New lawyers were appointed, but a district court provided only $10,000 of the $161,000 sought.
The new attorneys can't afford to bring in experts to testify that Christeson's mental impairment left him unable to assert his own rights when his trial lawyers failed to adequately do their job, the defender groups said.
Janet Moore, co-chair of the Amicus Committee for the National Association for Public Defense, said in a statement Monday that failure to provide adequate funding for indigent capital defendants has "created an untenable system, where counsel are unable to satisfy constitutional and ethical demands."

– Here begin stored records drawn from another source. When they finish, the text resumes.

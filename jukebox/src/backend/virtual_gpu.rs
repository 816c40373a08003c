use std::cell::RefCell;
use std::rc::Rc;

use log::debug;

use crate::display::Resolution;
use crate::playback::producers::RenderContext;
use crate::render::{
    BufferId, GpuSurface, PlaneLayout, ScanoutBuffer, SurfaceError,
};

// XRGB8888
const FOURCC_XRGB8888: u32 = 0x3432_5258;

#[derive(Debug)]
struct Pool {
    size: usize,
    leased: Vec<u64>,
    next: u64,
    fail_next: u32,
    max_leased: usize,
}

/// A rotating pool of fake scanout buffers. Buffer ids cycle through
/// `1..=pool_size` the way a swapchain reuses its images.
#[derive(Clone, Debug)]
pub struct VirtualGpu {
    resolution: Resolution,
    pool: Rc<RefCell<Pool>>,
}

impl VirtualGpu {
    pub fn new(resolution: Resolution, pool_size: usize) -> Self {
        Self {
            resolution,
            pool: Rc::new(RefCell::new(Pool {
                size: pool_size.max(1),
                leased: Vec::new(),
                next: 0,
                fail_next: 0,
                max_leased: 0,
            })),
        }
    }

    /// Makes the next `count` locks fail as if GPU memory were exhausted.
    pub fn fail_next_locks(&mut self, count: u32) {
        self.pool.borrow_mut().fail_next = count;
    }

    pub fn leased(&self) -> usize {
        self.pool.borrow().leased.len()
    }

    /// High-water mark of simultaneously leased buffers.
    pub fn max_leased(&self) -> usize {
        self.pool.borrow().max_leased
    }
}

impl GpuSurface for VirtualGpu {
    type Buffer = VirtualBuffer;

    fn resolution(&self) -> Resolution {
        self.resolution
    }

    fn lock_front_buffer(&mut self) -> Result<VirtualBuffer, SurfaceError> {
        let mut pool = self.pool.borrow_mut();

        if pool.fail_next > 0 {
            pool.fail_next -= 1;
            return Err(SurfaceError::Exhausted);
        }
        if pool.leased.len() >= pool.size {
            return Err(SurfaceError::Exhausted);
        }

        let size = pool.size as u64;
        let mut id = pool.next % size + 1;
        while pool.leased.contains(&id) {
            id = id % size + 1;
        }
        pool.next = id;
        pool.leased.push(id);
        pool.max_leased = pool.max_leased.max(pool.leased.len());

        Ok(VirtualBuffer {
            id,
            resolution: self.resolution,
            pool: self.pool.clone(),
        })
    }
}

#[derive(Debug)]
pub struct VirtualBuffer {
    id: u64,
    resolution: Resolution,
    pool: Rc<RefCell<Pool>>,
}

impl ScanoutBuffer for VirtualBuffer {
    fn id(&self) -> BufferId {
        BufferId(self.id)
    }

    fn layout(&self) -> PlaneLayout {
        let pitch = self.resolution.width * 4;
        PlaneLayout {
            width: self.resolution.width,
            height: self.resolution.height,
            fourcc: FOURCC_XRGB8888,
            modifier: None,
            handles: [self.id as u32, 0, 0, 0],
            pitches: [pitch, 0, 0, 0],
            offsets: [0; 4],
            depth: 24,
            bpp: 32,
        }
    }
}

impl Drop for VirtualBuffer {
    fn drop(&mut self) {
        self.pool.borrow_mut().leased.retain(|id| *id != self.id);
    }
}

/// Counts what a real render context would do.
#[derive(Debug, Default)]
pub struct VirtualRenderContext {
    pub current: bool,
    pub swaps: u64,
    pub black_clears: u64,
    pub fail_make_current: bool,
}

impl RenderContext for VirtualRenderContext {
    fn make_current(&mut self) -> Result<(), String> {
        if self.fail_make_current {
            return Err("context lost".to_string());
        }
        self.current = true;
        debug!("virtual render context made current");
        Ok(())
    }

    fn clear_black(&mut self) {
        self.black_clears += 1;
    }

    fn swap_buffers(&mut self) -> Result<(), String> {
        if !self.current {
            return Err("render context not current".to_string());
        }
        self.swaps += 1;
        Ok(())
    }
}

#[cfg(test)]
mod tests {
    use super::*;

    #[test]
    fn buffers_rotate_and_return_on_drop() {
        let mut gpu = VirtualGpu::new(Resolution::new(64, 48), 2);

        let a = gpu.lock_front_buffer().unwrap();
        let b = gpu.lock_front_buffer().unwrap();
        assert_ne!(a.id(), b.id());
        assert!(matches!(
            gpu.lock_front_buffer(),
            Err(SurfaceError::Exhausted)
        ));

        drop(a);
        assert_eq!(gpu.leased(), 1);
        assert!(gpu.lock_front_buffer().is_ok());
        assert_eq!(gpu.max_leased(), 2);
    }
}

Christeson was 18 in 1998 when he and a 17-year-old cousin, Jesse Carter, decided to run away from a home outside Vichy, Missouri, where they were living with a relative. They walked a half-mile to the neighboring home of Susan Brouk, armed with shotguns, planning to steal her Ford Bronco.
But once there, they used shoelaces to tie the hands of Brouk's two children. Christeson forced Brouk into a bedroom and raped her. They drove the family to a pond where Brouk and one of the children were stabbed and thrown into the water to drown. The other child suffocated when Christeson pressed on her throat while his cousin held her.
Christeson and Carter fled to California, where a detective recognized them from photos police distributed and arrested them. Carter agreed to testify against Christeson and was sentenced to life in prison.
The ABA filed in support of Christeson on Wednesday. A similar brief was filed Friday by the National Association for Public Defense; the National Association of Criminal Defense Lawyers; the National Legal Aid and Defender Association; and the Roderick and Solange MacArthur Justice Center of St. Louis. The Missouri attorney general's office declined comment.